Your goal – State the number of lines in the material below that hold "BOLD", and add nothing to it.

* * * * * * *

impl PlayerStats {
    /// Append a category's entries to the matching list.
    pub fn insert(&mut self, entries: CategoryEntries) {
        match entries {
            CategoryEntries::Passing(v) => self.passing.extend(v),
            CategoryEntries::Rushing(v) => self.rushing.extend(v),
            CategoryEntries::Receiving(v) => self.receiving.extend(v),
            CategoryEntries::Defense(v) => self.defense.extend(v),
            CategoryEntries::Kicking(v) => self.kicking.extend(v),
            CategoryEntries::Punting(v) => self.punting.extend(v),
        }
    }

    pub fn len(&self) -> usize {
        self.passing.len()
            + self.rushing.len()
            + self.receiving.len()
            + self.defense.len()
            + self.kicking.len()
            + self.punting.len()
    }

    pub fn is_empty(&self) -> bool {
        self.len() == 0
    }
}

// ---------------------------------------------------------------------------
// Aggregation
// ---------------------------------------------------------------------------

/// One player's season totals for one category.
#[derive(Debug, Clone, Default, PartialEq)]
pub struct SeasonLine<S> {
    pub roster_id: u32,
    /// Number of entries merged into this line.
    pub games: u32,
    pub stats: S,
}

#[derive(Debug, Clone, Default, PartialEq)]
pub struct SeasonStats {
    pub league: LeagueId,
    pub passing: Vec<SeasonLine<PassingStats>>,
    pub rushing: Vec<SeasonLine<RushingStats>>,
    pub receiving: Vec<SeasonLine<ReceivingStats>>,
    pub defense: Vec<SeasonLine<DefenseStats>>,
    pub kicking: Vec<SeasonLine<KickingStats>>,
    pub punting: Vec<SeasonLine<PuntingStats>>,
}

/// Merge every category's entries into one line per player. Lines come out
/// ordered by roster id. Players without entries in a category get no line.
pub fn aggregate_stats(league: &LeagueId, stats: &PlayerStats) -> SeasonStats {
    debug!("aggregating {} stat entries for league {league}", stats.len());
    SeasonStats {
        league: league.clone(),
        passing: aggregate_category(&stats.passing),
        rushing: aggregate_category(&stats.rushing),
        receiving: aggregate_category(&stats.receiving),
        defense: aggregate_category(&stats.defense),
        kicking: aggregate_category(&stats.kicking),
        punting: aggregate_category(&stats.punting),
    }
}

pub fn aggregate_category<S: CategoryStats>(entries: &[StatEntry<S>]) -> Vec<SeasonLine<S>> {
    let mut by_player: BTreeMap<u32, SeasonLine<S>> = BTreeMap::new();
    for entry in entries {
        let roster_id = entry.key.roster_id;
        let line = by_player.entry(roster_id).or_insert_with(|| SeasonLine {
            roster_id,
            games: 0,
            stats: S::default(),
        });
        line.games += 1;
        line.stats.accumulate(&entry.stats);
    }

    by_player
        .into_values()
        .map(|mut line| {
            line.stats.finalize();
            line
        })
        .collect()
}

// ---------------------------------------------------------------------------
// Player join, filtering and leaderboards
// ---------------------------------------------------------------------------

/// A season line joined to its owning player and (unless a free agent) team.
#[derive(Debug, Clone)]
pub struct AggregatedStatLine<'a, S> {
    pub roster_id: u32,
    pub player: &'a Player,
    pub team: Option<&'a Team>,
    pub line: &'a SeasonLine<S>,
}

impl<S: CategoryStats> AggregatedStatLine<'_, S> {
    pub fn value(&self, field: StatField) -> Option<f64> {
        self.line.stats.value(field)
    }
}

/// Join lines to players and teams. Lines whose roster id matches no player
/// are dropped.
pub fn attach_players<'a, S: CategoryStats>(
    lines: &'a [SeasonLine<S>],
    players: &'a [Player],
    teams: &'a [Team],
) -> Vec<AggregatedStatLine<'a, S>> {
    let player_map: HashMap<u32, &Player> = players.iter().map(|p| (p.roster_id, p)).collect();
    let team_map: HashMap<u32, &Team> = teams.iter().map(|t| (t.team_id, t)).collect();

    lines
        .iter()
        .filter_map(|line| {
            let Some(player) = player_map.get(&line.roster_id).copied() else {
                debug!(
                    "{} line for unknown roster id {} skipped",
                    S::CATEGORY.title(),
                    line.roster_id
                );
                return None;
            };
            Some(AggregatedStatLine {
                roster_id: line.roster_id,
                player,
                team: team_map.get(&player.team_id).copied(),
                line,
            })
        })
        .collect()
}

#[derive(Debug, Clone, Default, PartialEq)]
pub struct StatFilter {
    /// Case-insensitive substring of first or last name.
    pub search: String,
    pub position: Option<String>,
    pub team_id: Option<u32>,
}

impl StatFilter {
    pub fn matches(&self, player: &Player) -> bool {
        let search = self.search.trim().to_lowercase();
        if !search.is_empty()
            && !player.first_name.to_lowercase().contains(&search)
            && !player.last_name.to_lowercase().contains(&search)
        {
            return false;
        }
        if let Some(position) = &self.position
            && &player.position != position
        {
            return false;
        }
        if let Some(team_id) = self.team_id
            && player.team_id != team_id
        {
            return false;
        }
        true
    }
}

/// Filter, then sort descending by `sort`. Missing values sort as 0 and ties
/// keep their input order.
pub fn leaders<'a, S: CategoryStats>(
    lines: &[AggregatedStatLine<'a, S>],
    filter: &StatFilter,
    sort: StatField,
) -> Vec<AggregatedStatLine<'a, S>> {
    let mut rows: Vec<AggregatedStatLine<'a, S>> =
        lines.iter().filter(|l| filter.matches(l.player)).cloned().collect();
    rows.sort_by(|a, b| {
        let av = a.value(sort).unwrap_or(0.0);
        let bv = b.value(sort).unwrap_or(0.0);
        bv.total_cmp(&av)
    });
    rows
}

* * * * * * *

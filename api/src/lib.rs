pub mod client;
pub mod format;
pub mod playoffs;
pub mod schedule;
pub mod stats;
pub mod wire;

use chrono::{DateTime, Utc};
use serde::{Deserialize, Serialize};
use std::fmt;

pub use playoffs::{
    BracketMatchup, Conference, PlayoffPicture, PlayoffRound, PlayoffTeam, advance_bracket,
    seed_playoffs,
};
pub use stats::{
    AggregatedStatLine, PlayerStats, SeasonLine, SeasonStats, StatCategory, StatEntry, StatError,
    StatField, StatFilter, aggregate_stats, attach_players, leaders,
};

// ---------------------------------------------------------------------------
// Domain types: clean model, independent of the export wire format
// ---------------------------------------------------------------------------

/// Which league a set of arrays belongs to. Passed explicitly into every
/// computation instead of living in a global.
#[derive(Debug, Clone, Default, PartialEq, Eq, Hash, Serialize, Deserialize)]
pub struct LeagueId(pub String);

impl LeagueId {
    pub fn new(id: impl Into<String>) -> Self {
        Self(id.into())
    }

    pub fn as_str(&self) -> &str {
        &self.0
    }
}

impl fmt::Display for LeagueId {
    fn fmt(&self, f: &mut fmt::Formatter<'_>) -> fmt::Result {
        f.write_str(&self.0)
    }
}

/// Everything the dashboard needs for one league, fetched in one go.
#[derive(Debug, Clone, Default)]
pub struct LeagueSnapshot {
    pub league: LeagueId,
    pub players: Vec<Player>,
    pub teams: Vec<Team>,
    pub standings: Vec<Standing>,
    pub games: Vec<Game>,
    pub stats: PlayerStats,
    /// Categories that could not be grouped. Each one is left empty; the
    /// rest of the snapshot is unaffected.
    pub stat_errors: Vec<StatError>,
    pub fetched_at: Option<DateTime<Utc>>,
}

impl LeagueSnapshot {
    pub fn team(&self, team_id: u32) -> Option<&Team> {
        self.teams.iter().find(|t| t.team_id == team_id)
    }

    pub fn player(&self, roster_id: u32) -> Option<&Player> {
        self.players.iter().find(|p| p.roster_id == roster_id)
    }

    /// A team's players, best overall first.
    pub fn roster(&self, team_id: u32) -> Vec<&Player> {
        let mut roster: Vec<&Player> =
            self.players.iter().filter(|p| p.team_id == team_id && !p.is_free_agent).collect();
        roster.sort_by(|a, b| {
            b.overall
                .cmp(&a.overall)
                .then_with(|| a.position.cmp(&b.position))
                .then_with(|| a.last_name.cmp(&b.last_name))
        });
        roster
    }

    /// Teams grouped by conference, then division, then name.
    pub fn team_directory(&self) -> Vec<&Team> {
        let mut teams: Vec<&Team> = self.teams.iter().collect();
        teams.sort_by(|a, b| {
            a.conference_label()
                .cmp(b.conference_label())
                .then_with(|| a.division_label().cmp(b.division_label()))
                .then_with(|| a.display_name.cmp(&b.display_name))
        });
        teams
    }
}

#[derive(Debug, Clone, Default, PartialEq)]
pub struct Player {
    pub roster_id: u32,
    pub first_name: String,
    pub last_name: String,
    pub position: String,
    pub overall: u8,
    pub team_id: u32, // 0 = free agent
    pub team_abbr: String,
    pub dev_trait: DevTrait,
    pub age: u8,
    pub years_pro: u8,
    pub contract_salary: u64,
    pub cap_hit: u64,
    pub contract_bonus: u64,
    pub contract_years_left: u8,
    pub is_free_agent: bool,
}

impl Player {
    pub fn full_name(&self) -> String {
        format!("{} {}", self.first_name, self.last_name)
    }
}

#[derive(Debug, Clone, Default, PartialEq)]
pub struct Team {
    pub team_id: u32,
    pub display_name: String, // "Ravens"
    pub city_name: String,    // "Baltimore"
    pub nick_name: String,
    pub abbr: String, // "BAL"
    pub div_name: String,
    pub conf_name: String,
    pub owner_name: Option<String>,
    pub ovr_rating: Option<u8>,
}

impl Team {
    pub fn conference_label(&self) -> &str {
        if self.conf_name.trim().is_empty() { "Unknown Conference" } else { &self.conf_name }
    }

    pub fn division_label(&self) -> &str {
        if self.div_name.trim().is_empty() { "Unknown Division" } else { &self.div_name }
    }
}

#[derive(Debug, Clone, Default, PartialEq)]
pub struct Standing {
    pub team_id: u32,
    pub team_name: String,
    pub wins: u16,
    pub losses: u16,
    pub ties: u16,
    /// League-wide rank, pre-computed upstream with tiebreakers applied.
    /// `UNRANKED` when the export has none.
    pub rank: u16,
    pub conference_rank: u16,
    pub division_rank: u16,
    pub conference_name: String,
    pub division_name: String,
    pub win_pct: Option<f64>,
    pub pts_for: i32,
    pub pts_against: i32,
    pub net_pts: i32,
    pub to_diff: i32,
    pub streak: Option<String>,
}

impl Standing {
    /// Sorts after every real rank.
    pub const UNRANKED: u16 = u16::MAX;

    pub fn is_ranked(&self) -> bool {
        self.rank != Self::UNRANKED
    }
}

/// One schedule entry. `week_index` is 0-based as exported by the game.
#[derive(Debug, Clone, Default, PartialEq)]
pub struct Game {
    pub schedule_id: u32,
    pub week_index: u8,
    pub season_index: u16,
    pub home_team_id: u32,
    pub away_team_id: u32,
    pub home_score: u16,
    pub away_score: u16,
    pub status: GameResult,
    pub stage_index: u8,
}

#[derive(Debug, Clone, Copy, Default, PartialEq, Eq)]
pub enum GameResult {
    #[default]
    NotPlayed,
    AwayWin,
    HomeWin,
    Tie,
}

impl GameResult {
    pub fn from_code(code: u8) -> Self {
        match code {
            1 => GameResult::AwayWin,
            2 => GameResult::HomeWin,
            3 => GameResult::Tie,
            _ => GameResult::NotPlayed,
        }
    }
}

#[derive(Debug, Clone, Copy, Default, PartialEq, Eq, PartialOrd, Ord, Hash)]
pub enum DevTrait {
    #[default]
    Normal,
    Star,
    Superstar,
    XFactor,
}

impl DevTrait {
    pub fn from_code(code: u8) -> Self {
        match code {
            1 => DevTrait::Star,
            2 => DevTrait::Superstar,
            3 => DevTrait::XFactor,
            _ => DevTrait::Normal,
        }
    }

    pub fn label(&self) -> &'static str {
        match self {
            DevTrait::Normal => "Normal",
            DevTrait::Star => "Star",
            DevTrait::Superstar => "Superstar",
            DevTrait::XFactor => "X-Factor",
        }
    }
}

* * * * * * *

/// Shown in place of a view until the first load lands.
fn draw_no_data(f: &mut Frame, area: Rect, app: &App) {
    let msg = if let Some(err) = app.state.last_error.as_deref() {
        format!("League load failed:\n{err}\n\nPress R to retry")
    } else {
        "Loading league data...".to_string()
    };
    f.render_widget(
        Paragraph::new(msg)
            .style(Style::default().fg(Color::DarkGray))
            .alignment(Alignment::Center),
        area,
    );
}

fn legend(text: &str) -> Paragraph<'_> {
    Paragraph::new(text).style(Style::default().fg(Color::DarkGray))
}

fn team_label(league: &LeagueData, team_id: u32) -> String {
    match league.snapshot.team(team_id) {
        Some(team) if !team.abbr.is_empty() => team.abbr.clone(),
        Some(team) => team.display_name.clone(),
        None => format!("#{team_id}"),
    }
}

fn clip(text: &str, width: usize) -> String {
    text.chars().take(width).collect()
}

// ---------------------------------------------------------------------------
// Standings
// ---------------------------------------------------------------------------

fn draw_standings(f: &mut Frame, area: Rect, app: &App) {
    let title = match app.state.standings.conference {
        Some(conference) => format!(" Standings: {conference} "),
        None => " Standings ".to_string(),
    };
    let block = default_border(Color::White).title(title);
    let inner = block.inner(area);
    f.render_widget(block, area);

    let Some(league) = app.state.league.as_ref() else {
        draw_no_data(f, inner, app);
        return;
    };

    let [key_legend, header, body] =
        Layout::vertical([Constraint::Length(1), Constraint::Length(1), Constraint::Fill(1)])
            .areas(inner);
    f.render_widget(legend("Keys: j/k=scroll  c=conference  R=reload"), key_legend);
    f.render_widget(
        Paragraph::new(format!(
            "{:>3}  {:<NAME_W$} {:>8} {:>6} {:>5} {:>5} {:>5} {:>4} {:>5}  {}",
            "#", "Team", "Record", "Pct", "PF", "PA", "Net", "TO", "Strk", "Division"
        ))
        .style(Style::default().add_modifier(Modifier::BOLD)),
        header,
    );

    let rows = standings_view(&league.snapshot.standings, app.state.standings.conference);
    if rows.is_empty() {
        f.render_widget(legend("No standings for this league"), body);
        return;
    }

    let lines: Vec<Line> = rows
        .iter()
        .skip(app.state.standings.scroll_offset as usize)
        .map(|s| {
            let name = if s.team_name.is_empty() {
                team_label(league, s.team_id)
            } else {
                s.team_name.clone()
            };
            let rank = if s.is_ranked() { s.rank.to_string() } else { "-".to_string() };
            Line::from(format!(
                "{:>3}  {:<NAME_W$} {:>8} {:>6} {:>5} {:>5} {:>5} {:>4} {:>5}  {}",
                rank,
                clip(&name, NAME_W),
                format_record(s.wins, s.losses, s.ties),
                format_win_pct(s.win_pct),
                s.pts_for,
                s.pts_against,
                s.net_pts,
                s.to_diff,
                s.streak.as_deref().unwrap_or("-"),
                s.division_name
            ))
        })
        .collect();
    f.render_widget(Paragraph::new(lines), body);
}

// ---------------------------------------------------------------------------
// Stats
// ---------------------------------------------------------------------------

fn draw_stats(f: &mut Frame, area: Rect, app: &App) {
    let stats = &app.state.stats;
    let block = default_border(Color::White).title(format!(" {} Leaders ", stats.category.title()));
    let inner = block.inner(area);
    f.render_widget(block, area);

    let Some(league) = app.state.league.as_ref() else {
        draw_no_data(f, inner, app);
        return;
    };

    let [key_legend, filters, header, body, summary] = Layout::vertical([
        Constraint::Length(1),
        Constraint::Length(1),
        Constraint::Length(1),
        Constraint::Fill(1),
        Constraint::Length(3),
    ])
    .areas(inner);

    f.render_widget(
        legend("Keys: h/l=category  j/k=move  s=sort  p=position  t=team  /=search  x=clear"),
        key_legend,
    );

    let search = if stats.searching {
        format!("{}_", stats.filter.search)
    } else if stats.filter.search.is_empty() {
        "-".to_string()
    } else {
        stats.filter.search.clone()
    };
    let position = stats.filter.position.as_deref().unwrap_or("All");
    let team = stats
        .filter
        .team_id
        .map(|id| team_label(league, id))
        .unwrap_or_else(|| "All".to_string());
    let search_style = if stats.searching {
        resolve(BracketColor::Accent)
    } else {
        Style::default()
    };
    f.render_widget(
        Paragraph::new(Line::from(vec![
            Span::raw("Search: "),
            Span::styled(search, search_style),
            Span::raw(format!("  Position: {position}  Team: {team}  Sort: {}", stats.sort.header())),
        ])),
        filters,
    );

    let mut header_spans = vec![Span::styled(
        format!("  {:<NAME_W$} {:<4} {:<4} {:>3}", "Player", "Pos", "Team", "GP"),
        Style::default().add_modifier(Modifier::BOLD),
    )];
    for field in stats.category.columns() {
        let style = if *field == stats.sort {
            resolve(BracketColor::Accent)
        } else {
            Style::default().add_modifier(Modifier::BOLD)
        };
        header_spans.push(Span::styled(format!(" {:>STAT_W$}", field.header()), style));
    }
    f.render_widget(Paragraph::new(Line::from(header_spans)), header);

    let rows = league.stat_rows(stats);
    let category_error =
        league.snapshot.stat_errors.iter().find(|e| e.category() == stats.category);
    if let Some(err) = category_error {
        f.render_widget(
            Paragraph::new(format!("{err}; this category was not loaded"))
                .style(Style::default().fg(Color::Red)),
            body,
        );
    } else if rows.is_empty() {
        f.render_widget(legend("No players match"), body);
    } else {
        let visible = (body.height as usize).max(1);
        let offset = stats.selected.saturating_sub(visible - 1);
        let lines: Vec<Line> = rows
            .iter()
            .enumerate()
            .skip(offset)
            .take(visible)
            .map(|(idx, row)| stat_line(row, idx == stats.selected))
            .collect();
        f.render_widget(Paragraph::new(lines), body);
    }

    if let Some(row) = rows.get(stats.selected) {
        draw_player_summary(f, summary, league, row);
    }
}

* * * * * * *

Response below – 3